Wi-Fi belongs to a short-range wireless transmission technology, and the terminal 100 can help a user to send and receive e-mail, browse web pages, access streaming media and the like through the Wi-Fi module 170, so that wireless broadband internet access is provided for the user.

The processor 180 is a control center of the terminal 100, connects various parts of the entire terminal using various interfaces and lines, and performs various functions of the terminal 100 and processes data by running or executing software programs stored in the memory 120 and calling data stored in the memory 120. In some embodiments, the processor 180 may include one or more processing units; the processor 180 may also integrate an application processor that primarily handles operating systems, user interfaces, applications, etc., and a baseband processor that primarily handles wireless communications. It will be appreciated that the baseband processor described above may not be integrated into the processor 180. The processor 180 of the present application may run an operating system, application programs, user interface displays and touch responses, as well as methods described in embodiments of the present application. In addition, the processor 180 is coupled with the display unit 130.

The bluetooth module 181 is configured to perform information interaction with other bluetooth devices having a bluetooth module through a bluetooth protocol. For example, the terminal 100 may establish a bluetooth connection with a wearable terminal device (e.g., a smart watch) also provided with a bluetooth module through the bluetooth module 181, thereby performing data interaction.

The terminal 100 also includes a power supply 190 (e.g., a battery) that provides power to the various components. The power supply may be logically connected to the processor 180 through a power management system, so that functions of managing charge, discharge, power consumption, etc. are implemented through the power management system. The terminal 100 may also be configured with power buttons for powering on and off the terminal, and for locking the screen, etc.

Fig. 2 is a software configuration block diagram of the terminal 100 according to the embodiment of the present application.
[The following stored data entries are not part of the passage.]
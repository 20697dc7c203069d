//! The `Provider` trait — the JSON-RPC collaborator seam.

use alloy_primitives::Bytes;
use async_trait::async_trait;
use serde_json::Value;

use crate::block::BlockId;
use crate::error::RpcError;
use crate::overrides::{BlockOverride, StateOverride};
use crate::request::{AccessListItem, CallRequest};
use crate::subscription::{LogFilter, LogSubscription};
use crate::transaction::{PendingTransaction, SignedTransaction, UnsignedTransaction};

/// Result of `eth_createAccessList`.
#[derive(Debug, Clone, Default)]
pub struct AccessListResult {
    pub access_list: Vec<AccessListItem>,
    pub gas_used: u64,
    /// Set when the call itself reverted while the access list was built.
    pub error: Option<String>,
}

/// The central async trait every RPC provider must implement.
///
/// All operations are lazy futures: nothing is dispatched until awaited, and
/// abandoning an unawaited future is the only client-side cancellation —
/// once a request reached the network it cannot be retracted.
///
/// # Thread Safety
/// Implementations must be `Send + Sync` for use across Tokio tasks.
///
/// # Object Safety
/// The trait is object-safe and is typically stored as `Arc<dyn Provider>`.
#[async_trait]
pub trait Provider: Send + Sync + 'static {
    /// The chain id this provider is connected to, fetched once at
    /// connection time and pinned for the provider's lifetime.
    fn chain_id(&self) -> u64;

    /// Simulate `request` at `block` via `eth_call`, without mutating chain
    /// state. Overrides, if given, patch state/block context for this
    /// simulation only.
    async fn call(
        &self,
        request: &CallRequest,
        block: BlockId,
        state_override: Option<&StateOverride>,
        block_override: Option<&BlockOverride>,
    ) -> Result<Bytes, RpcError>;

    /// Fill the missing fields of `request` (gas estimate, nonce, fee
    /// suggestions) in a single round trip, returning a transaction ready
    /// to sign.
    async fn fill_transaction(
        &self,
        request: &CallRequest,
    ) -> Result<UnsignedTransaction, RpcError>;

    /// Submit a signed transaction via `eth_sendRawTransaction`.
    async fn send_raw_transaction(
        &self,
        tx: &SignedTransaction,
    ) -> Result<PendingTransaction, RpcError>;

    /// Build an access list for `request` at `block` via
    /// `eth_createAccessList`.
    async fn create_access_list(
        &self,
        request: &CallRequest,
        block: BlockId,
    ) -> Result<AccessListResult, RpcError>;

    /// Run `request` through `debug_traceCall` at `block` with the given
    /// tracer parameters, returning the raw tracer output.
    async fn trace_call(
        &self,
        request: &CallRequest,
        block: BlockId,
        tracer_params: Value,
    ) -> Result<Value, RpcError>;

    /// Open a long-lived log subscription matching `filter`.
    async fn subscribe_logs(&self, filter: &LogFilter) -> Result<LogSubscription, RpcError>;
}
The layered architecture divides the software into several layers, each with distinct roles and branches. The layers communicate with each other through a software interface. In some embodiments, the Android system may be divided into four layers, from top to bottom, an application layer, an application framework layer, an Zhuoyun row (Android run) and system libraries, and a kernel layer, respectively.

The application layer may include a series of application packages.

As shown in fig. 2, the application package may include applications for cameras, gallery, calendar, phone calls, maps, navigation, WLAN, bluetooth, music, video, short messages, etc.

The application framework layer provides an application programming interface (application programming interface, API) and programming framework for application programs of the application layer. The application framework layer includes a number of predefined functions.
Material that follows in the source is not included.